## Work instructions:
The first line of the data below and every line after it, through the one with "pub enum IngestError", must be transcribed without change.

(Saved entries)
[Start of Attachment]
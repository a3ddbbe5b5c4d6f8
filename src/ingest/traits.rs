//! ingest::traits
//!
//! `SpecSource` trait and its error type.

use std::path::PathBuf;

use thiserror::Error;

use crate::core::spec::{CliSpec, CommandPath, ExtendedSpec};

/// Errors from obtaining a spec document.
#[derive(Debug, Error)]
pub enum IngestError {
    /// The spec-producing binary does not exist.
    #[error("CLI binary not found at {0}")]
    BinaryNotFound(PathBuf),

    /// The binary could not be started.
    #[error("failed to run '{command}': {source}")]
    Spawn {
        command: String,
        source: std::io::Error,
    },

    /// The binary exited unsuccessfully.
    #[error("'{command}' exited with {status}: {stderr}")]
    NonZeroExit {
        command: String,
        status: String,
        stderr: String,
    },

    /// The output was not a valid spec document.
    #[error("failed to parse output of '{command}': {source}")]
    Malformed {
        command: String,
        source: serde_json::Error,
    },
}

/// A provider of spec documents.
pub trait SpecSource {
    /// The full command tree.
    fn full_spec(&self) -> Result<CliSpec, IngestError>;

    /// Extended metadata scoped to `root`.
    fn extended_spec(&self, root: &CommandPath) -> Result<ExtendedSpec, IngestError>;
}
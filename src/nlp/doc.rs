use std::fmt;
use std::ops::Range;
use std::str::FromStr;

use serde::{Deserialize, Serialize};

/// Universal part-of-speech tag.
#[derive(Clone, Copy, Debug, Serialize, Deserialize, PartialEq, Eq, Hash)]
pub enum PosTag {
    Adj,
    Adp,
    Adv,
    Aux,
    Cconj,
    Det,
    Intj,
    Noun,
    Num,
    Part,
    Pron,
    Propn,
    Punct,
    Sconj,
    Sym,
    Verb,
    Space,
    X,
}

impl PosTag {
    /// `NOUN` or `PROPN`.
    pub fn is_nominal(self) -> bool {
        matches!(self, PosTag::Noun | PosTag::Propn)
    }

    /// `VERB` or `AUX`.
    pub fn is_verbal(self) -> bool {
        matches!(self, PosTag::Verb | PosTag::Aux)
    }
}

impl FromStr for PosTag {
    type Err = String;

    fn from_str(raw: &str) -> Result<Self, Self::Err> {
        let tag = match raw.to_ascii_uppercase().as_str() {
            "ADJ" => PosTag::Adj,
            "ADP" => PosTag::Adp,
            "ADV" => PosTag::Adv,
            "AUX" => PosTag::Aux,
            "CCONJ" | "CONJ" => PosTag::Cconj,
            "DET" => PosTag::Det,
            "INTJ" => PosTag::Intj,
            "NOUN" => PosTag::Noun,
            "NUM" => PosTag::Num,
            "PART" => PosTag::Part,
            "PRON" => PosTag::Pron,
            "PROPN" => PosTag::Propn,
            "PUNCT" => PosTag::Punct,
            "SCONJ" => PosTag::Sconj,
            "SYM" => PosTag::Sym,
            "VERB" => PosTag::Verb,
            "SPACE" => PosTag::Space,
            "X" => PosTag::X,
            other => return Err(format!("unknown part-of-speech tag '{other}'")),
        };
        Ok(tag)
    }
}

/// Dependency relation between a token and its head.
///
/// Labels follow the English ClearNLP scheme; the Universal Dependencies
/// spellings `root`, `obj` and `nsubj:pass` are folded into their
/// ClearNLP counterparts.
#[derive(Clone, Debug, Serialize, Deserialize, PartialEq, Eq, Hash)]
pub enum DepLabel {
    Root,
    Nsubj,
    NsubjPass,
    Dobj,
    Attr,
    Xcomp,
    Ccomp,
    Prep,
    Pobj,
    Pcomp,
    Conj,
    Dative,
    Appos,
    Oprd,
    Other(String),
}

impl DepLabel {
    /// Parse a raw label; never fails, unrecognised labels become [`DepLabel::Other`].
    pub fn parse(raw: &str) -> Self {
        match raw {
            "ROOT" | "root" => DepLabel::Root,
            "nsubj" => DepLabel::Nsubj,
            "nsubjpass" | "nsubj:pass" => DepLabel::NsubjPass,
            "dobj" | "obj" => DepLabel::Dobj,
            "attr" => DepLabel::Attr,
            "xcomp" => DepLabel::Xcomp,
            "ccomp" => DepLabel::Ccomp,
            "prep" => DepLabel::Prep,
            "pobj" => DepLabel::Pobj,
            "pcomp" => DepLabel::Pcomp,
            "conj" => DepLabel::Conj,
            "dative" => DepLabel::Dative,
            "appos" => DepLabel::Appos,
            "oprd" => DepLabel::Oprd,
            other => DepLabel::Other(other.to_string()),
        }
    }

    /// Subject relations.
    pub fn is_subject(&self) -> bool {
        matches!(self, DepLabel::Nsubj | DepLabel::NsubjPass)
    }

    /// Relations treated as a direct object of the verb.
    pub fn is_direct_object(&self) -> bool {
        matches!(self, DepLabel::Dobj | DepLabel::Attr)
    }

    /// Relations that head a base noun phrase.
    fn is_np_head(&self) -> bool {
        matches!(
            self,
            DepLabel::Oprd
                | DepLabel::Nsubj
                | DepLabel::Dobj
                | DepLabel::NsubjPass
                | DepLabel::Pcomp
                | DepLabel::Pobj
                | DepLabel::Dative
                | DepLabel::Appos
                | DepLabel::Attr
                | DepLabel::Root
        )
    }
}

impl fmt::Display for DepLabel {
    fn fmt(&self, f: &mut fmt::Formatter<'_>) -> fmt::Result {
        let label = match self {
            DepLabel::Root => "ROOT",
            DepLabel::Nsubj => "nsubj",
            DepLabel::NsubjPass => "nsubjpass",
            DepLabel::Dobj => "dobj",
            DepLabel::Attr => "attr",
            DepLabel::Xcomp => "xcomp",
            DepLabel::Ccomp => "ccomp",
            DepLabel::Prep => "prep",
            DepLabel::Pobj => "pobj",
            DepLabel::Pcomp => "pcomp",
            DepLabel::Conj => "conj",
            DepLabel::Dative => "dative",
            DepLabel::Appos => "appos",
            DepLabel::Oprd => "oprd",
            DepLabel::Other(other) => other,
        };
        f.write_str(label)
    }
}

/// One token of a parsed document.
#[derive(Clone, Debug, Serialize, Deserialize, PartialEq, Eq)]
pub struct Token {
    /// Position in the document (0-based, across sentences).
    pub index: usize,
    /// Surface form.
    pub text: String,
    /// Dictionary base form.
    pub lemma: String,
    /// Universal POS tag.
    pub pos: PosTag,
    /// Relation to `head`.
    pub dep: DepLabel,
    /// Governor position; `None` for sentence roots.
    pub head: Option<usize>,
}

/// A dependency-parsed document: tokens in order plus child adjacency.
#[derive(Clone, Debug, Default, PartialEq, Eq)]
pub struct Doc {
    tokens: Vec<Token>,
    children: Vec<Vec<usize>>,
}

impl Doc {
    /// Build a document, re-indexing tokens and deriving the child lists.
    ///
    /// Heads pointing outside the document are treated as roots.
    pub fn new(mut tokens: Vec<Token>) -> Self {
        let len = tokens.len();
        let mut children = vec![Vec::new(); len];
        for (idx, token) in tokens.iter_mut().enumerate() {
            token.index = idx;
            match token.head {
                Some(head) if head < len && head != idx => children[head].push(idx),
                _ => token.head = None,
            }
        }
        Self { tokens, children }
    }

    /// All tokens in document order.
    pub fn tokens(&self) -> &[Token] {
        &self.tokens
    }

    /// Token at `index`; panics when out of range.
    pub fn token(&self, index: usize) -> &Token {
        &self.tokens[index]
    }

    /// Token count.
    pub fn len(&self) -> usize {
        self.tokens.len()
    }

    /// `true` when empty.
    pub fn is_empty(&self) -> bool {
        self.tokens.is_empty()
    }

    /// Direct dependents of `index`, in document order.
    pub fn children(&self, index: usize) -> impl Iterator<Item = &Token> + '_ {
        self.children[index].iter().map(move |&child| &self.tokens[child])
    }

    /// `index` and all of its descendants, in document order.
    pub fn subtree(&self, index: usize) -> Vec<usize> {
        let mut collected = Vec::new();
        let mut seen = vec![false; self.tokens.len()];
        let mut stack = vec![index];
        while let Some(current) = stack.pop() {
            if std::mem::replace(&mut seen[current], true) {
                continue;
            }
            collected.push(current);
            stack.extend(self.children[current].iter().copied());
        }
        collected.sort_unstable();
        collected
    }

    /// Leftmost token of the subtree rooted at `index`.
    pub fn left_edge(&self, index: usize) -> usize {
        self.subtree(index).first().copied().unwrap_or(index)
    }

    /// First sentence root, if any, satisfying `accept`.
    pub fn find_root<P>(&self, accept: P) -> Option<&Token>
    where
        P: Fn(&Token) -> bool,
    {
        self.tokens
            .iter()
            .find(|token| token.dep == DepLabel::Root && accept(token))
    }

    /// Replace the surface form of `index`.
    pub fn set_text(&mut self, index: usize, text: String) {
        self.tokens[index].text = text;
    }

    /// Surface forms of `indices` joined by single spaces.
    pub fn join_text(&self, indices: &[usize]) -> String {
        indices
            .iter()
            .map(|&idx| self.tokens[idx].text.as_str())
            .collect::<Vec<_>>()
            .join(" ")
    }

    /// Base noun phrases inside `span`, as (token range, root) pairs.
    ///
    /// The token heading the span is treated as a root even when its label in
    /// the full document is not, so phrases cut from a larger parse chunk the
    /// same way as if parsed on their own.
    pub fn noun_chunks(&self, span: &[usize]) -> Vec<(Range<usize>, usize)> {
        let mut chunks = Vec::new();
        let mut prev_end: Option<usize> = None;
        for &idx in span {
            let word = &self.tokens[idx];
            if !matches!(word.pos, PosTag::Noun | PosTag::Propn | PosTag::Pron) {
                continue;
            }
            let left = self.left_edge_within(idx, span);
            if prev_end.is_some_and(|end| left <= end) {
                continue;
            }
            let heads_np = if self.span_label(idx, span).is_np_head() {
                true
            } else if word.dep == DepLabel::Conj {
                let mut head = idx;
                while let Some(parent) = self.tokens[head].head.filter(|&p| span.contains(&p)) {
                    if self.tokens[head].dep == DepLabel::Conj && parent < head {
                        head = parent;
                    } else {
                        break;
                    }
                }
                self.span_label(head, span).is_np_head()
            } else {
                false
            };
            if heads_np {
                prev_end = Some(idx);
                chunks.push((left..idx + 1, idx));
            }
        }
        chunks
    }

    fn span_label(&self, idx: usize, span: &[usize]) -> DepLabel {
        let token = &self.tokens[idx];
        match token.head {
            Some(head) if span.contains(&head) => token.dep.clone(),
            _ => DepLabel::Root,
        }
    }

    fn left_edge_within(&self, idx: usize, span: &[usize]) -> usize {
        self.subtree(idx)
            .into_iter()
            .find(|member| span.contains(member))
            .unwrap_or(idx)
    }
}

/// Shorthand used by tests and in-memory fixtures.
pub fn token(text: &str, lemma: &str, pos: PosTag, dep: &str, head: Option<usize>) -> Token {
    Token {
        index: 0,
        text: text.to_string(),
        lemma: lemma.to_string(),
        pos,
        dep: DepLabel::parse(dep),
        head,
    }
}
[End of Attachment]
## Solution for this exercise:
repository a3ddbbe5b5c4d6f8
filename src/ingest/traits.rs
//! ingest::traits
//!
//! `SpecSource` trait and its error type.

use std::path::PathBuf;

use thiserror::Error;

use crate::core::spec::{CliSpec, CommandPath, ExtendedSpec};

/// Errors from obtaining a spec document.
#[derive(Debug, Error)]
pub enum IngestError {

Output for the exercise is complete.